**** SOURCE MATERIAL
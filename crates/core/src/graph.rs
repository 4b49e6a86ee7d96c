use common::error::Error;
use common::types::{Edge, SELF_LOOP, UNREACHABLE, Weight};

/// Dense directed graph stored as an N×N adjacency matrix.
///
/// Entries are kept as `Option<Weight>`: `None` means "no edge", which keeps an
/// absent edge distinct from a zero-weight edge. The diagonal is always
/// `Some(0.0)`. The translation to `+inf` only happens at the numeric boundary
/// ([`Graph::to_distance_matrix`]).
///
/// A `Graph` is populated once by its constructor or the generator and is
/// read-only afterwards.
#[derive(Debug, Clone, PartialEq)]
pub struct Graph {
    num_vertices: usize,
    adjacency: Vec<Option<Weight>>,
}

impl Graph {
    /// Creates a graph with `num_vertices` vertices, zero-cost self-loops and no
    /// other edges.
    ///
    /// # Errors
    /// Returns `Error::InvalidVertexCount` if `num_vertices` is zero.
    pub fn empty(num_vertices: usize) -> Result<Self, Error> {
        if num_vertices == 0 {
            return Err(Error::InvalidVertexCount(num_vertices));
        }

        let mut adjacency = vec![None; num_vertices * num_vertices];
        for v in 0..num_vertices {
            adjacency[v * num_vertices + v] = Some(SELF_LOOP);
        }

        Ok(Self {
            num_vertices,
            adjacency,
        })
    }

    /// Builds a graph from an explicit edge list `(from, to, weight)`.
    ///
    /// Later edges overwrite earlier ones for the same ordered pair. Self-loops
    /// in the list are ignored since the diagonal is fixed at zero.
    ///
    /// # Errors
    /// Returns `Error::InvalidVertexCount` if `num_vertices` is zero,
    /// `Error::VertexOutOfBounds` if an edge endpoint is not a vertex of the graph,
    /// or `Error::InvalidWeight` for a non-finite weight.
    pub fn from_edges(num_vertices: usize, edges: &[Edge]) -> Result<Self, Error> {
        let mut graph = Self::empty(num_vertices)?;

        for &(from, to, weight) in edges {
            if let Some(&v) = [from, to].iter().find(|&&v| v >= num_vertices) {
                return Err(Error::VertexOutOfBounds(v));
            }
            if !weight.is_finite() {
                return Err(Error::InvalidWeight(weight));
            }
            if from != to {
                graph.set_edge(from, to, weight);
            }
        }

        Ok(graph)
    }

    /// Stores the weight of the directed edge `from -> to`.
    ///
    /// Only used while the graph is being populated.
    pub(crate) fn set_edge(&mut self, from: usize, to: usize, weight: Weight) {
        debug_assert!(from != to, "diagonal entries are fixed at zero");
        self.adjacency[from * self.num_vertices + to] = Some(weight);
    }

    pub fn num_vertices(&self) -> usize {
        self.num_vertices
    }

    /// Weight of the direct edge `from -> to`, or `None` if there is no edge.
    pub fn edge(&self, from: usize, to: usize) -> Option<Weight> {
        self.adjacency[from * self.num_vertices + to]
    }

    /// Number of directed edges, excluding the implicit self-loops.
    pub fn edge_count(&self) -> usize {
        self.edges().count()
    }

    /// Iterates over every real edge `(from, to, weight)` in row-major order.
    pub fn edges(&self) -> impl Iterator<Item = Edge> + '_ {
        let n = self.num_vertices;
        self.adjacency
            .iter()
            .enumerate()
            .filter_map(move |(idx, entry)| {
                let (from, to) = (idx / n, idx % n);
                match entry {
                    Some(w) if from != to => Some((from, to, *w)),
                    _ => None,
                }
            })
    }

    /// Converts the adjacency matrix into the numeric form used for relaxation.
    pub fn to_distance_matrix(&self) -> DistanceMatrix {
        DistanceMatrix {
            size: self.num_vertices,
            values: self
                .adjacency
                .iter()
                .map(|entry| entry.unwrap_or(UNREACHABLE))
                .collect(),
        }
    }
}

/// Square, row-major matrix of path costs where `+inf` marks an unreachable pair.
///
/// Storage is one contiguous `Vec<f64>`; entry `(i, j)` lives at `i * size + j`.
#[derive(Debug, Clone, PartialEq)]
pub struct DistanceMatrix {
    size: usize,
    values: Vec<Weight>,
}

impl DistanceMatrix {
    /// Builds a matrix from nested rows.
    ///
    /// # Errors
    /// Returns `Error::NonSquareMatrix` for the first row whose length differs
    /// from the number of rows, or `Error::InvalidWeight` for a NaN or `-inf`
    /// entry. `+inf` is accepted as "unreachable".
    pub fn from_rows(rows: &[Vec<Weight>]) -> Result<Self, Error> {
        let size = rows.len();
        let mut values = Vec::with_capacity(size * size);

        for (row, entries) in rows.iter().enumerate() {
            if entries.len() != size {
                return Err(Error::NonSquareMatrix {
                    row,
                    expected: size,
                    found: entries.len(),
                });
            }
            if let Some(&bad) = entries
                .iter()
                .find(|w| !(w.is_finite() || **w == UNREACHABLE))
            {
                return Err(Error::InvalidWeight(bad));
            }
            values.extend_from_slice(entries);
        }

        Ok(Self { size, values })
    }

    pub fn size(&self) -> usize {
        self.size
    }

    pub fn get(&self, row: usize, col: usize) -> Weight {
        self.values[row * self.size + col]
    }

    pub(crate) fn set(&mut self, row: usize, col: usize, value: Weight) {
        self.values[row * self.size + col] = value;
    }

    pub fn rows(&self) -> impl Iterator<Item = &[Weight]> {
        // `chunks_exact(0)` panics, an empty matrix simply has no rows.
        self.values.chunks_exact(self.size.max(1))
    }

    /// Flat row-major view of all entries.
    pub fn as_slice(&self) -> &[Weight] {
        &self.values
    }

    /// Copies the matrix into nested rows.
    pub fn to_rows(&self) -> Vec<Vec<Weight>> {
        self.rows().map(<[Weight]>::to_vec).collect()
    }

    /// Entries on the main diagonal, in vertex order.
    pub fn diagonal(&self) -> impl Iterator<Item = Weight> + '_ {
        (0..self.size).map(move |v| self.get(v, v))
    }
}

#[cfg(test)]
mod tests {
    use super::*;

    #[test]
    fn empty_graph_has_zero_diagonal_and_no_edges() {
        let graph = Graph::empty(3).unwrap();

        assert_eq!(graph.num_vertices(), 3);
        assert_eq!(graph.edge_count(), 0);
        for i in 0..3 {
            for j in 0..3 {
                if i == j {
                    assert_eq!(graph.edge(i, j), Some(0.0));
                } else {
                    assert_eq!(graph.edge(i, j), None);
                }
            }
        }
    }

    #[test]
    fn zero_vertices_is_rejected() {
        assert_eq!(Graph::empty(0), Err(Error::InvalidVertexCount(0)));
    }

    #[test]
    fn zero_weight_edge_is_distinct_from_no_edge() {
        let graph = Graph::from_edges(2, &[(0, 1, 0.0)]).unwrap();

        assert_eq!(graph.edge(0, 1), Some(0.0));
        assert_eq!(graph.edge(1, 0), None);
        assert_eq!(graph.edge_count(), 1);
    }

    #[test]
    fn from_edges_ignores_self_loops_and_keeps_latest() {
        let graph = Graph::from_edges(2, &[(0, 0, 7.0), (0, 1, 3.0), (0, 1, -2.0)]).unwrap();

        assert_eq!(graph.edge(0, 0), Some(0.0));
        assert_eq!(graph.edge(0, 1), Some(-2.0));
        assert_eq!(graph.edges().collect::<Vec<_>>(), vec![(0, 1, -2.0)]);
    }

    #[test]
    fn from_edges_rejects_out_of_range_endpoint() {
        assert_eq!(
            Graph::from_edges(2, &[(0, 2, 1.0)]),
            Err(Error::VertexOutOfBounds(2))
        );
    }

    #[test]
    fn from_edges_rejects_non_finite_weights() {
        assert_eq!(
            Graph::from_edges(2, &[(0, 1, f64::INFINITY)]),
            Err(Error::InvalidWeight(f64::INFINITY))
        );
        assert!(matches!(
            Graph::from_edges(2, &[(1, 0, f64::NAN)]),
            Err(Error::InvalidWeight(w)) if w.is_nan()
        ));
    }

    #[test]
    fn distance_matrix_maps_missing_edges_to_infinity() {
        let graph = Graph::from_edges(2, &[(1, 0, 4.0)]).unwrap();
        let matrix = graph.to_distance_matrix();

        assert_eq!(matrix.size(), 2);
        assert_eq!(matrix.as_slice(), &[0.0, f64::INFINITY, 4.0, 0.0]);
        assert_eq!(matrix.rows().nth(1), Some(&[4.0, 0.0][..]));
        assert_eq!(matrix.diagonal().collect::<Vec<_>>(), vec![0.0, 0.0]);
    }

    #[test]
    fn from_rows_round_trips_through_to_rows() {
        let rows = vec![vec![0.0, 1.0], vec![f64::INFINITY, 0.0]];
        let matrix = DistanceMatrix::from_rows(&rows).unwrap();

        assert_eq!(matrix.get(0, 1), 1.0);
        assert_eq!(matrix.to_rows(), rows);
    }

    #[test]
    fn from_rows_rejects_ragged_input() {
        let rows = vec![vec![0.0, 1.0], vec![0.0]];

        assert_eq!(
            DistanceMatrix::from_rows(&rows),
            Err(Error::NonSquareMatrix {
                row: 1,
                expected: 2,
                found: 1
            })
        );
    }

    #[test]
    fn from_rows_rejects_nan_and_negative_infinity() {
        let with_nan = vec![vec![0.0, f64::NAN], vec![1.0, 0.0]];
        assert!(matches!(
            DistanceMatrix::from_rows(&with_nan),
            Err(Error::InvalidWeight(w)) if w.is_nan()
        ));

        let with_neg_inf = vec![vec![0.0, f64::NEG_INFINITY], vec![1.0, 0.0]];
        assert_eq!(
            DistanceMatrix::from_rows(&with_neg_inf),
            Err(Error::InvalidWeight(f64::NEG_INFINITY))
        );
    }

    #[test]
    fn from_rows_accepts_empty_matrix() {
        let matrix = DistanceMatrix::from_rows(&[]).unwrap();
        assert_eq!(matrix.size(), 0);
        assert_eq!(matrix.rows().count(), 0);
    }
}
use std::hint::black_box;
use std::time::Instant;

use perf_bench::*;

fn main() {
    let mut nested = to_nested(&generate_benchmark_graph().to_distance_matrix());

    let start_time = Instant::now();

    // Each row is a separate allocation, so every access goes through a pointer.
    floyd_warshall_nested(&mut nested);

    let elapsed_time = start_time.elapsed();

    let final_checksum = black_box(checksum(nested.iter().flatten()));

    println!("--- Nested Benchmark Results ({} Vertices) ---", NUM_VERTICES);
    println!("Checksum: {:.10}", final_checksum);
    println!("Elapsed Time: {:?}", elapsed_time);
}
********
BRIEF
Word for word, repeat the data from its first line through the line with "if num_vertices == 0", including both of those lines and no others.

ANSWER TO THE EXERCISE
filename crates/core/src/graph.rs
repository 4b49e6a86ee7d96c
use common::error::Error;
use common::types::{Edge, SELF_LOOP, UNREACHABLE, Weight};

/// Dense directed graph stored as an N×N adjacency matrix.
///
/// Entries are kept as `Option<Weight>`: `None` means "no edge", which keeps an
/// absent edge distinct from a zero-weight edge. The diagonal is always
/// `Some(0.0)`. The translation to `+inf` only happens at the numeric boundary
/// ([`Graph::to_distance_matrix`]).
///
/// A `Graph` is populated once by its constructor or the generator and is
/// read-only afterwards.
#[derive(Debug, Clone, PartialEq)]
pub struct Graph {
    num_vertices: usize,
    adjacency: Vec<Option<Weight>>,
}

impl Graph {
    /// Creates a graph with `num_vertices` vertices, zero-cost self-loops and no
    /// other edges.
    ///
    /// # Errors
    /// Returns `Error::InvalidVertexCount` if `num_vertices` is zero.
    pub fn empty(num_vertices: usize) -> Result<Self, Error> {
        if num_vertices == 0 {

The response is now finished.